Local sources do not give representative signals about future inflation and, accordingly, lead to an increase in forecast errors. But how to explain the fact that in the presence of publicly available aggregated data, people rely on local observations?
At least partially, this can be explained by a decrease in consumer confidence in sources of aggregated information, the authors found. During the survey, in most countries they could directly assess the respondents' trust in economic institutions, central banks and governments that produce aggregated economic information.

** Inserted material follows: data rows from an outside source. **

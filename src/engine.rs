use std::collections::HashMap;
use std::sync::Arc;

use crate::dto::{AccountRow, TransactionRow};
use crate::models::Transaction;
use crate::services::CreateTransaction;
use crate::types::{AccountNumber, AccountType, Currency, UserId};
use crate::{Error, Ledger};

/// Replays CSV rows against a [`Ledger`].
///
/// Rows name accounts by `(owner, label)`; the first row for a pair opens a
/// personal account called `label`, later rows reuse it. Several engines may
/// share a ledger as long as they see disjoint pairs.
pub struct Engine {
    ledger: Arc<Ledger>,
    opened: HashMap<(UserId, String), AccountNumber>,
}

impl Engine {
    pub fn new(ledger: Arc<Ledger>) -> Self {
        Self {
            ledger,
            opened: HashMap::new(),
        }
    }

    pub fn process_transaction(&mut self, row: TransactionRow) -> Result<Transaction, Error> {
        let account_number = self.account_for(&row.owner, &row.account)?;
        self.ledger
            .transactions()
            .create_transaction(CreateTransaction {
                account_number,
                owner: row.owner,
                amount: row.amount,
                currency: Currency::Gbp,
                transaction_type: row.tx_type,
                reference: row.reference,
            })
    }

    /// Current state of every account this engine opened, in no particular order.
    pub fn accounts(&self) -> Result<Vec<AccountRow>, Error> {
        self.opened
            .values()
            .map(|number| {
                let account = self.ledger.accounts().fetch_account(number)?;
                let transactions = self.ledger.transactions().list_transactions(number)?;
                Ok(AccountRow::new(account, transactions.len()))
            })
            .collect()
    }

    fn account_for(&mut self, owner: &UserId, label: &str) -> Result<AccountNumber, Error> {
        let key = (owner.clone(), label.to_owned());
        if let Some(number) = self.opened.get(&key) {
            return Ok(number.clone());
        }
        let account = self
            .ledger
            .accounts()
            .create_account(owner, label, AccountType::Personal)?;
        self.opened.insert(key, account.account_number.clone());
        Ok(account.account_number)
    }
}
//! Replays a transactions CSV with the async runner, printing the final
//! balances to stdout.
//!
//! ```bash
//! LEDGER_WORKERS=8 cargo run --example async_main -- data/example_input.csv
//! ```

use std::env;
use std::error::Error;
use std::process;

use retail_ledger::{run_async, RunnerConfig};

#[tokio::main]
async fn main() {
    tracing_subscriber::fmt()
        .with_writer(std::io::stderr)
        .init();

    if let Err(err) = run_app().await {
        eprintln!("Error: {}", err);
        process::exit(1);
    }
}

async fn run_app() -> Result<(), Box<dyn Error + Send + Sync>> {
    let args: Vec<String> = env::args().collect();
    if args.len() != 2 {
        return Err("Usage: cargo run --example async_main -- transactions.csv".into());
    }

    run_async(args[1].clone(), std::io::stdout(), &RunnerConfig::from_env()).await
}
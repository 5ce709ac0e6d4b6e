//! Append-only transaction history.
//!
//! Maintains every recorded transaction for:
//! - Lookup by transaction id
//! - Listing an account's history in creation order
//! - Rejecting any attempt to overwrite an existing id

use parking_lot::RwLock;
use std::collections::HashMap;

use crate::models::Transaction;
use crate::types::{AccountNumber, TransactionId};
use crate::Error;

pub trait TransactionStore: Send + Sync {
    fn get_by_id(&self, id: &TransactionId) -> Result<Transaction, Error>;

    /// Returns an owned copy of the account's transactions in the order they
    /// were stored. An account without transactions yields an empty list.
    fn get_by_account(&self, number: &AccountNumber) -> Result<Vec<Transaction>, Error>;

    /// Appends a transaction. Fails with [`Error::AlreadyExists`] if the id is
    /// already stored; the stored transaction is left unchanged.
    fn put(&self, transaction: Transaction) -> Result<(), Error>;
}

#[derive(Default)]
struct Transactions {
    by_id: HashMap<TransactionId, Transaction>,
    by_account: HashMap<AccountNumber, Vec<Transaction>>,
}

#[derive(Default)]
pub struct InMemoryTransactionStore {
    transactions: RwLock<Transactions>,
}

impl InMemoryTransactionStore {
    pub fn new() -> Self {
        Self::default()
    }

    pub fn len(&self) -> usize {
        self.transactions.read().by_id.len()
    }

    pub fn is_empty(&self) -> bool {
        self.len() == 0
    }
}

impl TransactionStore for InMemoryTransactionStore {
    fn get_by_id(&self, id: &TransactionId) -> Result<Transaction, Error> {
        self.transactions
            .read()
            .by_id
            .get(id)
            .cloned()
            .ok_or_else(|| Error::TransactionNotFound(id.clone()))
    }

    fn get_by_account(&self, number: &AccountNumber) -> Result<Vec<Transaction>, Error> {
        Ok(self
            .transactions
            .read()
            .by_account
            .get(number)
            .cloned()
            .unwrap_or_default())
    }

    fn put(&self, transaction: Transaction) -> Result<(), Error> {
        let mut transactions = self.transactions.write();
        if transactions.by_id.contains_key(transaction.id()) {
            return Err(Error::AlreadyExists(format!(
                "transaction {}",
                transaction.id()
            )));
        }
        transactions
            .by_account
            .entry(transaction.account_number().clone())
            .or_default()
            .push(transaction.clone());
        transactions
            .by_id
            .insert(transaction.id().clone(), transaction);
        Ok(())
    }
}
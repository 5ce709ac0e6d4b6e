//! Runner configuration.

use std::env;
use std::str::FromStr;
use tracing::warn;

pub const WORKERS_ENV: &str = "LEDGER_WORKERS";
pub const BUFFER_SIZE_ENV: &str = "LEDGER_BUFFER_SIZE";

const DEFAULT_WORKERS: usize = 4;
const DEFAULT_BUFFER_SIZE: usize = 1024;

#[derive(Debug, Clone, Copy, PartialEq, Eq)]
pub struct RunnerConfig {
    /// Number of tasks applying rows in parallel. Rows for one account always
    /// go to the same task.
    pub workers: usize,
    /// Capacity of each task's channel.
    pub buffer_size: usize,
}

impl Default for RunnerConfig {
    fn default() -> Self {
        Self {
            workers: DEFAULT_WORKERS,
            buffer_size: DEFAULT_BUFFER_SIZE,
        }
    }
}

impl RunnerConfig {
    /// Reads `LEDGER_WORKERS` and `LEDGER_BUFFER_SIZE`. Missing, unparsable
    /// or zero values keep the default.
    pub fn from_env() -> Self {
        Self::from_lookup(|key| env::var(key).ok())
    }

    fn from_lookup(lookup: impl Fn(&str) -> Option<String>) -> Self {
        let defaults = Self::default();
        Self {
            workers: positive(WORKERS_ENV, lookup(WORKERS_ENV), defaults.workers),
            buffer_size: positive(BUFFER_SIZE_ENV, lookup(BUFFER_SIZE_ENV), defaults.buffer_size),
        }
    }
}

fn positive<T>(key: &str, raw: Option<String>, default: T) -> T
where
    T: FromStr + PartialEq + Default,
{
    let Some(raw) = raw else {
        return default;
    };
    match raw.trim().parse::<T>() {
        Ok(value) if value != T::default() => value,
        _ => {
            warn!(key, value = %raw, "ignoring invalid setting");
            default
        }
    }
}

#[cfg(test)]
mod tests {
    use super::*;
    use std::collections::HashMap;

    fn config(vars: &[(&str, &str)]) -> RunnerConfig {
        let vars: HashMap<String, String> = vars
            .iter()
            .map(|(k, v)| (k.to_string(), v.to_string()))
            .collect();
        RunnerConfig::from_lookup(|key| vars.get(key).cloned())
    }

    #[test]
    fn test_defaults() {
        assert_eq!(
            config(&[]),
            RunnerConfig {
                workers: 4,
                buffer_size: 1024
            }
        );
    }

    #[test]
    fn test_overrides() {
        let cfg = config(&[(WORKERS_ENV, "8"), (BUFFER_SIZE_ENV, " 16 ")]);
        assert_eq!(cfg.workers, 8);
        assert_eq!(cfg.buffer_size, 16);
    }

    #[test]
    fn test_invalid_values_fall_back() {
        let cfg = config(&[(WORKERS_ENV, "0"), (BUFFER_SIZE_ENV, "lots")]);
        assert_eq!(cfg, RunnerConfig::default());
    }
}
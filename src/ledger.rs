use std::sync::Arc;

use crate::services::{AccountService, TransactionService};
use crate::stores::{
    AccountLocks, AccountStore, InMemoryAccountStore, InMemoryTransactionStore, TransactionStore,
};

/// Both services wired to one pair of stores and one lock registry.
pub struct Ledger {
    accounts: AccountService,
    transactions: TransactionService,
}

impl Ledger {
    pub fn new(accounts: Arc<dyn AccountStore>, transactions: Arc<dyn TransactionStore>) -> Self {
        let locks = Arc::new(AccountLocks::new());
        Self {
            accounts: AccountService::new(accounts.clone(), locks.clone()),
            transactions: TransactionService::new(transactions, accounts, locks),
        }
    }

    pub fn in_memory() -> Self {
        Self::new(
            Arc::new(InMemoryAccountStore::new()),
            Arc::new(InMemoryTransactionStore::new()),
        )
    }

    pub fn accounts(&self) -> &AccountService {
        &self.accounts
    }

    pub fn transactions(&self) -> &TransactionService {
        &self.transactions
    }
}

impl Default for Ledger {
    fn default() -> Self {
        Self::in_memory()
    }
}
//! Domain services. [`AccountService`] owns account creation and lookup,
//! [`TransactionService`] is the single place where money moves.
//!
//! Both services share one [`crate::stores::AccountLocks`] registry: commits
//! take an account's exclusive section, reads its shared section.

mod accounts;
mod transactions;

pub use accounts::{AccountService, MAX_ACCOUNT_NUMBER_ATTEMPTS};
pub use transactions::{CreateTransaction, TransactionService};
//! In-memory retail banking ledger.
//!
//! Customers hold accounts whose balance stays within `0..=10000`, and
//! deposits or withdrawals move money in and out of them. The
//! [`AccountService`] and [`TransactionService`] enforce the balance rules and
//! keep the account and transaction stores consistent with each other under
//! concurrent use.

pub mod config;
pub mod csv_utils;
pub mod dto;
mod engine;
mod error;
mod ledger;
pub mod models;
mod runner;
pub mod services;
pub mod stores;
pub mod types;

pub use config::RunnerConfig;
pub use dto::{AccountRow, TransactionRow};
pub use engine::Engine;
pub use error::{Error, ErrorKind};
pub use ledger::Ledger;
pub use models::{BankAccount, Transaction};
pub use runner::{run, run_async};
pub use services::{AccountService, CreateTransaction, TransactionService};
pub use types::{
    AccountNumber, AccountType, Currency, SortCode, TransactionId, TransactionType, UserId,
};
//! Assembling OpenCL kernels from pieces at runtime.
//!
//! Algorithms don't ship with precompiled kernels. The element type, the way elements are read
//! and the predicate are only known at the call site, hence the kernel source is generated for
//! each combination and then built (and cached) by the [`Queue`].

use std::fmt;

use crate::error::{GPUError, GPUResult};
use crate::opencl::{Buffer, KernelArgument, Queue};
use crate::types::{ClScalar, ClType};
use crate::LocalBuffer;

const FP64_PRAGMA: &str = "#pragma OPENCL EXTENSION cl_khr_fp64 : enable";

/// A kernel parameter that was declared, but not bound to a value yet.
#[derive(Clone, Debug, Eq, PartialEq)]
pub struct Param {
    index: usize,
    name: String,
}

impl Param {
    /// The name of the parameter within the kernel source.
    pub fn name(&self) -> &str {
        &self.name
    }
}

impl fmt::Display for Param {
    fn fmt(&self, f: &mut fmt::Formatter<'_>) -> fmt::Result {
        f.write_str(&self.name)
    }
}

/// Builder for the source code of a single kernel together with its arguments.
///
/// Parameters are named `arg0`, `arg1`, ... in the order they are added. The generated source
/// only depends on the sequence of calls, not on the values of the arguments, so that the
/// program cache is hit for e.g. different ranges of the same buffer.
pub struct MetaKernel<'a> {
    name: String,
    fp64: bool,
    functions: Vec<String>,
    /// Type and name of each parameter.
    params: Vec<(String, String)>,
    args: Vec<Option<Box<dyn KernelArgument + 'a>>>,
    body: String,
}

impl<'a> MetaKernel<'a> {
    /// Creates an empty kernel with the given entry point name.
    pub fn new(name: &str) -> Self {
        Self {
            name: name.to_string(),
            fp64: false,
            functions: Vec::new(),
            params: Vec::new(),
            args: Vec::new(),
            body: String::new(),
        }
    }

    /// The name of the kernel function.
    pub fn name(&self) -> &str {
        &self.name
    }

    /// Enables double precision floating point support.
    pub fn enable_fp64(&mut self) {
        self.fp64 = true;
    }

    /// Adds a helper function that is defined before the kernel. Adding the same source twice
    /// only defines it once.
    pub fn add_function(&mut self, source: &str) {
        let source = source.trim();
        if !self.functions.iter().any(|function| function == source) {
            self.functions.push(source.to_string());
        }
    }

    /// Declares a parameter without binding a value to it, the value needs to be set with
    /// [`MetaKernel::bind`] before the kernel is launched.
    pub fn declare(&mut self, ty: &str) -> Param {
        let index = self.params.len();
        let name = format!("arg{}", index);
        self.params.push((ty.to_string(), name.clone()));
        self.args.push(None);
        Param { index, name }
    }

    /// Binds a value to a previously declared parameter.
    pub fn bind<A: KernelArgument + 'a>(&mut self, param: &Param, arg: A) {
        self.args[param.index] = Some(Box::new(arg));
    }

    /// Adds a read-only buffer and returns the name of the parameter.
    pub fn add_buffer<T: ClType>(&mut self, buffer: &'a Buffer<T>) -> String {
        if T::FP64 {
            self.enable_fp64();
        }
        let param = self.declare(&format!("__global const {}*", T::NAME));
        self.bind(&param, buffer);
        param.name
    }

    /// Declares a buffer the kernel writes to.
    pub fn declare_output<T: ClType>(&mut self) -> Param {
        if T::FP64 {
            self.enable_fp64();
        }
        self.declare(&format!("__global {}*", T::NAME))
    }

    /// Adds a scalar value and returns the name of the parameter.
    pub fn add_scalar<T: ClScalar + KernelArgument>(&mut self, value: T) -> String {
        if T::FP64 {
            self.enable_fp64();
        }
        let param = self.declare(&format!("const {}", T::NAME));
        self.bind(&param, value);
        param.name
    }

    /// Adds local memory for `length` elements and returns the name of the parameter.
    pub fn add_local<T: ClType>(&mut self, length: usize) -> String {
        let param = self.declare(&format!("__local {}*", T::NAME));
        self.bind(&param, LocalBuffer::<T>::new(length));
        param.name
    }

    /// Sets the statements of the kernel function.
    pub fn set_body(&mut self, body: impl Into<String>) {
        self.body = body.into();
    }

    /// Returns the complete OpenCL C source of the program.
    pub fn source(&self) -> String {
        let mut source = String::new();
        if self.fp64 {
            source.push_str(FP64_PRAGMA);
            source.push_str("\n\n");
        }
        for function in &self.functions {
            source.push_str(function);
            source.push_str("\n\n");
        }
        let params = self
            .params
            .iter()
            .map(|(ty, name)| format!("{} {}", ty, name))
            .collect::<Vec<_>>()
            .join(", ");
        source.push_str(&format!("__kernel void {}({})\n{{\n", self.name, params));
        source.push_str(&self.body);
        if !self.body.ends_with('\n') {
            source.push('\n');
        }
        source.push_str("}\n");
        source
    }

    /// Returns the largest work-group size the kernel can be launched with on the device of the
    /// queue. The program is built if it isn't cached yet.
    pub fn work_group_size(&self, queue: &Queue) -> GPUResult<usize> {
        let program = queue.program(&self.source())?;
        program.work_group_size(queue.device(), &self.name)
    }

    /// Builds the program (or takes it from the cache of the queue) and runs the kernel.
    ///
    /// `global_work_size` is the number of work-groups, each having `local_work_size`
    /// work-items, see [`crate::opencl::Program::create_kernel`].
    pub fn launch(
        &self,
        queue: &Queue,
        global_work_size: usize,
        local_work_size: usize,
    ) -> GPUResult<()> {
        let program = queue.program(&self.source())?;
        let mut kernel =
            program.create_kernel(queue, &self.name, global_work_size, local_work_size)?;
        for ((_, name), arg) in self.params.iter().zip(self.args.iter()) {
            let arg = arg.as_ref().ok_or_else(|| {
                GPUError::Generic(format!(
                    "Argument {} of kernel {} is not set.",
                    name, self.name
                ))
            })?;
            kernel = kernel.arg(&**arg);
        }
        kernel.run()
    }
}

impl fmt::Debug for MetaKernel<'_> {
    fn fmt(&self, f: &mut fmt::Formatter<'_>) -> fmt::Result {
        f.debug_struct("MetaKernel")
            .field("name", &self.name)
            .field("params", &self.params)
            .finish_non_exhaustive()
    }
}

#[cfg(test)]
mod tests {
    use super::*;

    #[test]
    fn source_layout() {
        let mut kernel = MetaKernel::new("fill");
        let value = kernel.add_scalar(7u32);
        let output = kernel.declare_output::<u32>();
        kernel.set_body(format!("    {}[get_global_id(0)] = {};", output, value));

        assert_eq!(value, "arg0");
        assert_eq!(output.name(), "arg1");
        assert_eq!(
            kernel.source(),
            r"__kernel void fill(const uint arg0, __global uint* arg1)
{
    arg1[get_global_id(0)] = arg0;
}
"
        );
    }

    #[test]
    fn functions_are_defined_once() {
        let mut kernel = MetaKernel::new("k");
        kernel.add_function("bool is_odd(int x) { return x & 1; }");
        kernel.add_function("  bool is_odd(int x) { return x & 1; }\n");
        kernel.add_function("bool is_even(int x) { return !(x & 1); }");
        let source = kernel.source();
        assert_eq!(source.matches("bool is_odd").count(), 1);
        assert!(source.find("is_odd").unwrap() < source.find("is_even").unwrap());
        assert!(source.find("is_even").unwrap() < source.find("__kernel").unwrap());
    }

    #[test]
    fn fp64_pragma() {
        let mut kernel = MetaKernel::new("k");
        assert!(!kernel.source().contains("cl_khr_fp64"));
        kernel.add_scalar(1.5f64);
        assert!(kernel.source().starts_with(FP64_PRAGMA));
        assert!(kernel.source().contains("const double arg0"));
    }

    #[test]
    fn local_memory() {
        let mut kernel = MetaKernel::new("k");
        let scratch = kernel.add_local::<u64>(256);
        assert!(kernel
            .source()
            .contains(&format!("__local ulong* {}", scratch)));
    }

    #[test]
    fn source_is_independent_of_argument_values() {
        let build = |offset: u64| {
            let mut kernel = MetaKernel::new("k");
            kernel.add_scalar(offset);
            kernel.source()
        };
        assert_eq!(build(0), build(42));
    }
}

Where trust is higher, respondents are more likely to turn to aggregated sources - both official reports and television and newspapers. In those economies where inflation has historically been at a high level for a longer time, consumers are more likely to turn to their immediate environment for information in order to extract signals from it and form expectations on their basis. Even if the costs associated with obtaining and processing information from both types of sources are the same, consumers prefer the source they trust more. These results mean that building higher trust in institutions including through direct communication with consumers can encourage consumers to use aggregated sources of information more often when shaping their expectations. Since these sources are more accurate and representative, the shift of preferences in their favor can increase the effectiveness of monetary and fiscal policy.